# WORK TASK
All that should come back is the lines of the data below from the one containing "String, message: String" to the one containing "impl From<reqwest::Error> for", inclusive, exactly as they stand.

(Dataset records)
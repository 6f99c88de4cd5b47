use std::time::{Duration, Instant};

use async_trait::async_trait;
use reqwest::{Client, StatusCode};
use serde_json::Value;

use super::types::{PredictRequest, Prediction, ProbeResult, ProbeStatus};
use super::Probe;
use crate::error::BenchError;
use crate::registry::Provider;

/// Probes endpoints over HTTP with a per-request timeout.
#[derive(Debug, Clone)]
pub struct HttpProber {
    client: Client,
    timeout: Duration,
}

impl HttpProber {
    pub fn new(timeout: Duration) -> Result<Self, BenchError> {
        let client = Client::builder().build()?;
        Ok(Self::with_client(client, timeout))
    }

    pub fn with_client(client: Client, timeout: Duration) -> Self {
        Self { client, timeout }
    }

    pub fn timeout(&self) -> Duration {
        self.timeout
    }

    async fn send(&self, provider: &Provider, payload: &PredictRequest) -> ProbeStatus {
        let response = match self
            .client
            .post(provider.url())
            .json(payload)
            .timeout(self.timeout)
            .send()
            .await
        {
            Ok(response) => response,
            Err(err) => return self.failure(err),
        };

        if response.status() != StatusCode::OK {
            return ProbeStatus::Error {
                code: response.status().as_u16(),
            };
        }

        match response.json::<Value>().await {
            Ok(body) => ProbeStatus::Success(Prediction::from_body(&body)),
            Err(err) => self.failure(err),
        }
    }

    fn failure(&self, err: reqwest::Error) -> ProbeStatus {
        let reason = if err.is_timeout() {
            format!("timed out after {}ms", self.timeout.as_millis())
        } else if err.is_connect() {
            format!("connection failed: {}", error_chain(&err))
        } else if err.is_decode() {
            format!("malformed response: {}", error_chain(&err))
        } else {
            error_chain(&err)
        };
        ProbeStatus::Failure { reason }
    }
}

#[async_trait]
impl Probe for HttpProber {
    async fn probe(&self, provider: &Provider, payload: &PredictRequest) -> ProbeResult {
        let start = Instant::now();
        let status = self.send(provider, payload).await;
        let latency_ms = start.elapsed().as_secs_f64() * 1000.0;
        log::debug!(
            "probe provider={} status={} latency_ms={:.2}",
            provider.name(),
            status,
            latency_ms
        );
        ProbeResult::new(provider.name(), status, latency_ms)
    }
}

/// Flattens an error and its sources into one line for the status cell.
fn error_chain(err: &dyn std::error::Error) -> String {
    let mut message = err.to_string();
    let mut source = err.source();
    while let Some(cause) = source {
        message.push_str(": ");
        message.push_str(&cause.to_string());
        source = cause.source();
    }
    message.replace(['\n', '\r'], " ")
}
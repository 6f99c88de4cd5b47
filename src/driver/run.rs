use crate::probe::ProbeResult;

/// Every probe result of one benchmark invocation.
///
/// Rows are stored round-major and in completion order within a round; only
/// the persisted table cares about that order.
#[derive(Debug, Clone, Default, PartialEq)]
pub struct BenchmarkRun {
    results: Vec<ProbeResult>,
}

impl BenchmarkRun {
    pub fn new() -> Self {
        Self::default()
    }

    pub fn from_results(results: Vec<ProbeResult>) -> Self {
        Self { results }
    }

    /// Appends a fully resolved round.
    pub fn extend_round(&mut self, round: Vec<ProbeResult>) {
        self.results.extend(round);
    }

    pub fn results(&self) -> &[ProbeResult] {
        &self.results
    }

    pub fn iter(&self) -> impl Iterator<Item = &ProbeResult> {
        self.results.iter()
    }

    pub fn len(&self) -> usize {
        self.results.len()
    }

    pub fn is_empty(&self) -> bool {
        self.results.is_empty()
    }

    pub fn successes(&self) -> usize {
        self.results.iter().filter(|r| r.is_success()).count()
    }

    pub fn into_results(self) -> Vec<ProbeResult> {
        self.results
    }
}

impl<'a> IntoIterator for &'a BenchmarkRun {
    type Item = &'a ProbeResult;
    type IntoIter = std::slice::Iter<'a, ProbeResult>;

    fn into_iter(self) -> Self::IntoIter {
        self.results.iter()
    }
}
use std::time::Instant;

use futures::stream::{FuturesUnordered, StreamExt};

use super::run::BenchmarkRun;
use crate::error::BenchError;
use crate::probe::{PredictRequest, Probe, ProbeResult};
use crate::registry::Provider;

/// Runs rounds of concurrent probes, one probe per provider per round.
pub struct BenchmarkDriver<P> {
    prober: P,
    payload: PredictRequest,
}

impl<P: Probe> BenchmarkDriver<P> {
    /// Creates a driver that sends `text` as the prediction payload.
    pub fn new(prober: P, text: impl Into<String>) -> Self {
        Self {
            prober,
            payload: PredictRequest::new(text),
        }
    }

    pub fn prober(&self) -> &P {
        &self.prober
    }

    pub fn payload(&self) -> &PredictRequest {
        &self.payload
    }

    /// Probes every provider `rounds` times.
    ///
    /// Rounds run strictly one after another; within a round all probes are
    /// in flight together and the round ends once each has resolved.
    pub async fn run(
        &self,
        providers: &[Provider],
        rounds: usize,
    ) -> Result<BenchmarkRun, BenchError> {
        if providers.is_empty() {
            return Err(BenchError::NoProviders);
        }
        log::info!(
            "Starting benchmarks across {} providers, {} rounds",
            providers.len(),
            rounds
        );

        let started = Instant::now();
        let mut run = BenchmarkRun::new();
        for round in 0..rounds {
            let results = self.run_round(providers).await;
            log::debug!(
                "round {}/{} done: {} of {} succeeded",
                round + 1,
                rounds,
                results.iter().filter(|r| r.is_success()).count(),
                results.len()
            );
            run.extend_round(results);
        }

        log::info!(
            "Benchmark finished: {} probes, {} succeeded, {:.0}ms",
            run.len(),
            run.successes(),
            started.elapsed().as_secs_f64() * 1000.0
        );
        Ok(run)
    }

    async fn run_round(&self, providers: &[Provider]) -> Vec<ProbeResult> {
        let mut pending: FuturesUnordered<_> = providers
            .iter()
            .map(|provider| self.prober.probe(provider, &self.payload))
            .collect();

        let mut results = Vec::with_capacity(providers.len());
        while let Some(result) = pending.next().await {
            results.push(result);
        }
        results
    }
}
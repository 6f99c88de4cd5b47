use thiserror::Error;

/// Setup failures that abort a benchmark.
///
/// Per-probe problems (connection refused, timeouts, non-200 answers) never
/// show up here; they are recorded as [`crate::ProbeStatus`] rows instead.
#[derive(Debug, Error)]
pub enum BenchError {
    /// The registry has nothing to benchmark
    #[error("no providers configured")]
    NoProviders,
    /// Two providers share a name
    #[error("duplicate provider {name}")]
    DuplicateProvider { name: String },
    /// A configured endpoint URL could not be parsed
    #[error("invalid endpoint for provider {provider}: {message}")]
    InvalidEndpoint { provider: String, message: String },
    /// Configuration file could not be read or parsed
    #[error("config error: {0}")]
    Config(String),
    /// HTTP client construction failed
    #[error("HTTP client error: {0}")]
    Http(String),
    /// Result table could not be written or read
    #[error("result table error: {0}")]
    Table(String),
    /// A persisted row could not be turned back into a probe result
    #[error("malformed row {row}: {message}")]
    MalformedRow { row: usize, message: String },
    /// Filesystem errors
    #[error("IO error: {0}")]
    Io(#[from] std::io::Error),
}

impl From<reqwest::Error> for BenchError {
    fn from(err: reqwest::Error) -> Self {
        BenchError::Http(err.to_string())
    }
}

impl From<csv::Error> for BenchError {
    fn from(err: csv::Error) -> Self {
        BenchError::Table(err.to_string())
    }
}

impl From<toml::de::Error> for BenchError {
    fn from(err: toml::de::Error) -> Self {
        BenchError::Config(err.to_string())
    }
}
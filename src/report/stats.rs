/// Distribution of a set of latency samples, in milliseconds.
#[derive(Debug, Clone, Copy, Default, PartialEq)]
pub struct LatencyStats {
    pub count: usize,
    pub mean: f64,
    /// Sample standard deviation (n - 1); zero for fewer than two samples
    pub std_dev: f64,
    pub min: f64,
    pub max: f64,
    pub p50: f64,
    pub p90: f64,
    pub p95: f64,
    pub p99: f64,
}

impl LatencyStats {
    pub fn from_samples(samples: &[f64]) -> Self {
        if samples.is_empty() {
            return Self::default();
        }

        let mut sorted = samples.to_vec();
        sorted.sort_unstable_by(f64::total_cmp);

        let n = sorted.len() as f64;
        let mean = sorted.iter().sum::<f64>() / n;
        let std_dev = if sorted.len() > 1 {
            let variance = sorted.iter().map(|x| (x - mean).powi(2)).sum::<f64>() / (n - 1.0);
            variance.sqrt()
        } else {
            0.0
        };

        Self {
            count: sorted.len(),
            mean,
            std_dev,
            min: sorted[0],
            max: sorted[sorted.len() - 1],
            p50: calculate_percentile(&sorted, 50.0),
            p90: calculate_percentile(&sorted, 90.0),
            p95: calculate_percentile(&sorted, 95.0),
            p99: calculate_percentile(&sorted, 99.0),
        }
    }
}

/// Linear-interpolated percentile over pre-sorted data; `percentile` is 0..=100.
pub fn calculate_percentile(sorted_data: &[f64], percentile: f64) -> f64 {
    if sorted_data.is_empty() {
        return 0.0;
    }

    let last = (sorted_data.len() - 1) as f64;
    let rank = (percentile / 100.0 * last).clamp(0.0, last);
    let lower = rank.floor() as usize;
    let upper = rank.ceil() as usize;

    let weight = rank - lower as f64;
    sorted_data[lower].mul_add(1.0 - weight, sorted_data[upper] * weight)
}

pub(super) fn mean(values: impl Iterator<Item = f64>) -> Option<f64> {
    let (sum, count) = values.fold((0.0, 0usize), |(sum, count), v| (sum + v, count + 1));
    (count > 0).then(|| sum / count as f64)
}
//! TOML configuration shared by the harness and its binary.

#[path = "config/types.rs"]
mod types;

#[path = "config/load.rs"]
mod load;

pub use load::{load_config, LoadedConfig};
pub use types::{BenchConfig, BenchmarkConfig, LoggingConfig, ProviderConfig};

pub const DEFAULT_ROUNDS: usize = 10;
pub const DEFAULT_TIMEOUT_SECONDS: u64 = 10;
pub const DEFAULT_OUTPUT: &str = "benchmark_results.csv";
pub const DEFAULT_TEXT: &str =
    "This multi-cloud deployment strategy is project is excellent and amazing!";
pub const DEFAULT_ENDPOINT: &str = "http://localhost:8080/predict";
/// Demo platforms and their price in USD per 1000 requests.
pub(crate) const DEMO_PROVIDERS: [(&str, f64); 3] = [
    ("AWS SageMaker", 0.15),
    ("GCP Vertex AI", 0.12),
    ("Azure AI Studio", 0.18),
];
const DEFAULT_LOG_ROTATE_SIZE: u64 = 10 * 1024 * 1024;
const DEFAULT_LOG_ROTATE_KEEP: usize = 5;
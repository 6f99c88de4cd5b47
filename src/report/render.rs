use std::collections::BTreeMap;
use std::fmt::Write;

use super::compare::Comparison;
use super::summary::SummaryRow;

fn opt(value: Option<f64>, precision: usize) -> String {
    value
        .map(|v| format!("{v:.precision$}"))
        .unwrap_or_else(|| "-".to_string())
}

/// Plain-text latency table, one line per provider.
pub fn render_summary(summaries: &BTreeMap<String, SummaryRow>) -> String {
    let width = summaries
        .keys()
        .map(String::len)
        .chain(std::iter::once("Provider".len()))
        .max()
        .unwrap_or_default();

    let mut out = String::new();
    let _ = writeln!(
        out,
        "{:<width$} {:>5} {:>4} {:>4} {:>4} {:>9} {:>9} {:>9} {:>9} {:>9} {:>9} {:>6}",
        "Provider", "count", "ok", "err", "fail", "mean", "std", "min", "p50", "p95", "max", "conf"
    );
    for row in summaries.values() {
        let stats = &row.latency;
        let _ = writeln!(
            out,
            "{:<width$} {:>5} {:>4} {:>4} {:>4} {:>9.2} {:>9.2} {:>9.2} {:>9.2} {:>9.2} {:>9.2} {:>6}",
            row.provider,
            row.count,
            row.successes,
            row.errors,
            row.failures,
            stats.mean,
            stats.std_dev,
            stats.min,
            stats.p50,
            stats.p95,
            stats.max,
            opt(row.confidence, 3),
        );
    }
    out
}

/// Cost/latency comparison with the headline picks.
pub fn render_comparison(comparison: &Comparison) -> String {
    let width = comparison
        .rows
        .iter()
        .map(|r| r.provider.len())
        .chain(std::iter::once("Provider".len()))
        .max()
        .unwrap_or_default();

    let mut out = String::new();
    if let Some(fastest) = comparison.fastest.as_deref().and_then(|p| comparison.row(p)) {
        let _ = writeln!(
            out,
            "Fastest provider:  {} ({}ms)",
            fastest.provider,
            opt(fastest.mean_latency_ms, 1)
        );
    }
    if let Some(cheapest) = comparison.cheapest.as_deref().and_then(|p| comparison.row(p)) {
        let _ = writeln!(
            out,
            "Cheapest provider: {} (${})",
            cheapest.provider,
            opt(cheapest.cost_per_1k, 2)
        );
    }
    if let Some(avg) = comparison.average_latency_ms {
        let _ = writeln!(out, "Average latency:   {avg:.1}ms");
    }
    let _ = writeln!(out);
    let _ = writeln!(
        out,
        "{:<width$} {:>12} {:>12} {:>12} {:>10}",
        "Provider", "latency(ms)", "process(ms)", "$/1k req", "value"
    );
    for row in &comparison.rows {
        let _ = writeln!(
            out,
            "{:<width$} {:>12} {:>12} {:>12} {:>10}",
            row.provider,
            opt(row.mean_latency_ms, 2),
            opt(row.mean_processing_time_ms, 2),
            opt(row.cost_per_1k, 2),
            opt(row.value_score, 4),
        );
    }
    out
}
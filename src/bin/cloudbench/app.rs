use std::path::PathBuf;
use std::time::Duration;

use anyhow::Context;
use clap::Parser;
use cloudbench::config::{load_config, BenchConfig};
use cloudbench::driver::BenchmarkDriver;
use cloudbench::probe::HttpProber;
use cloudbench::registry::EndpointRegistry;
use cloudbench::report::{self, Comparison};
use cloudbench::server::{self, ServerState};
use tokio::net::TcpListener;

use crate::args::{CliArgs, Command, ReportArgs, RunArgs, ServeArgs};
use crate::logging::init_logging;
use crate::paths::resolve_config_path;

pub async fn run() -> anyhow::Result<()> {
    let args = CliArgs::parse();
    let config_path = resolve_config_path(args.config.clone())?;
    let loaded = load_config(&config_path)
        .with_context(|| format!("loading {}", config_path.display()))?;
    let _logger = init_logging(&loaded.config.logging)?;
    if !loaded.config_exists {
        log::debug!("No config at {}, using defaults", config_path.display());
    }

    match args.command_or_default() {
        Command::Run(run) => run_benchmark(&loaded.config, run).await,
        Command::Report(report) => show_report(&loaded.config, report),
        Command::Serve(serve) => run_server(serve).await,
    }
}

async fn run_benchmark(config: &BenchConfig, args: RunArgs) -> anyhow::Result<()> {
    let rounds = args.rounds.unwrap_or(config.benchmark.rounds);
    let timeout = Duration::from_secs(args.timeout.unwrap_or(config.benchmark.timeout_seconds));
    let output = args
        .output
        .unwrap_or_else(|| PathBuf::from(&config.benchmark.output));
    let text = args.text.unwrap_or_else(|| config.benchmark.text.clone());

    let registry = EndpointRegistry::from_config(config)?;
    let driver = BenchmarkDriver::new(HttpProber::new(timeout)?, text);
    report::prepare_output(&output)
        .with_context(|| format!("preparing {}", output.display()))?;

    println!("Starting benchmarks across {} providers...", registry.len());
    let run = driver.run(registry.providers(), rounds).await?;
    report::persist(&run, &output)?;

    let summaries = report::summarize(&run);
    println!("\nBenchmark Results Summary:");
    print!("{}", report::render_summary(&summaries));
    println!("\nResults saved to {}", output.display());
    Ok(())
}

fn show_report(config: &BenchConfig, args: ReportArgs) -> anyhow::Result<()> {
    let input = args
        .input
        .unwrap_or_else(|| PathBuf::from(&config.benchmark.output));
    let run = report::load(&input)?;
    if run.is_empty() {
        println!(
            "No benchmark data in {}. Run `cloudbench run` first.",
            input.display()
        );
        return Ok(());
    }

    let registry = EndpointRegistry::from_config(config)?;
    let summaries = report::summarize(&run);
    let comparison = Comparison::build(&summaries, &registry);
    print!("{}", report::render_comparison(&comparison));
    println!();
    print!("{}", report::render_summary(&summaries));
    Ok(())
}

async fn run_server(args: ServeArgs) -> anyhow::Result<()> {
    let state = match args.provider {
        Some(provider) => ServerState::new(provider),
        None => ServerState::from_env(),
    }
    .with_delay_ms(args.min_delay_ms, args.max_delay_ms);
    let listener = TcpListener::bind(&args.bind)
        .await
        .with_context(|| format!("binding {}", args.bind))?;
    server::serve(listener, state).await?;
    Ok(())
}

# SOLUTION TO THE EXERCISE
    InvalidEndpoint { provider: String, message: String },
    /// Configuration file could not be read or parsed
    #[error("config error: {0}")]
    Config(String),
    /// HTTP client construction failed
    #[error("HTTP client error: {0}")]
    Http(String),
    /// Result table could not be written or read
    #[error("result table error: {0}")]
    Table(String),
    /// A persisted row could not be turned back into a probe result
    #[error("malformed row {row}: {message}")]
    MalformedRow { row: usize, message: String },
    /// Filesystem errors
    #[error("IO error: {0}")]
    Io(#[from] std::io::Error),
}

impl From<reqwest::Error> for BenchError {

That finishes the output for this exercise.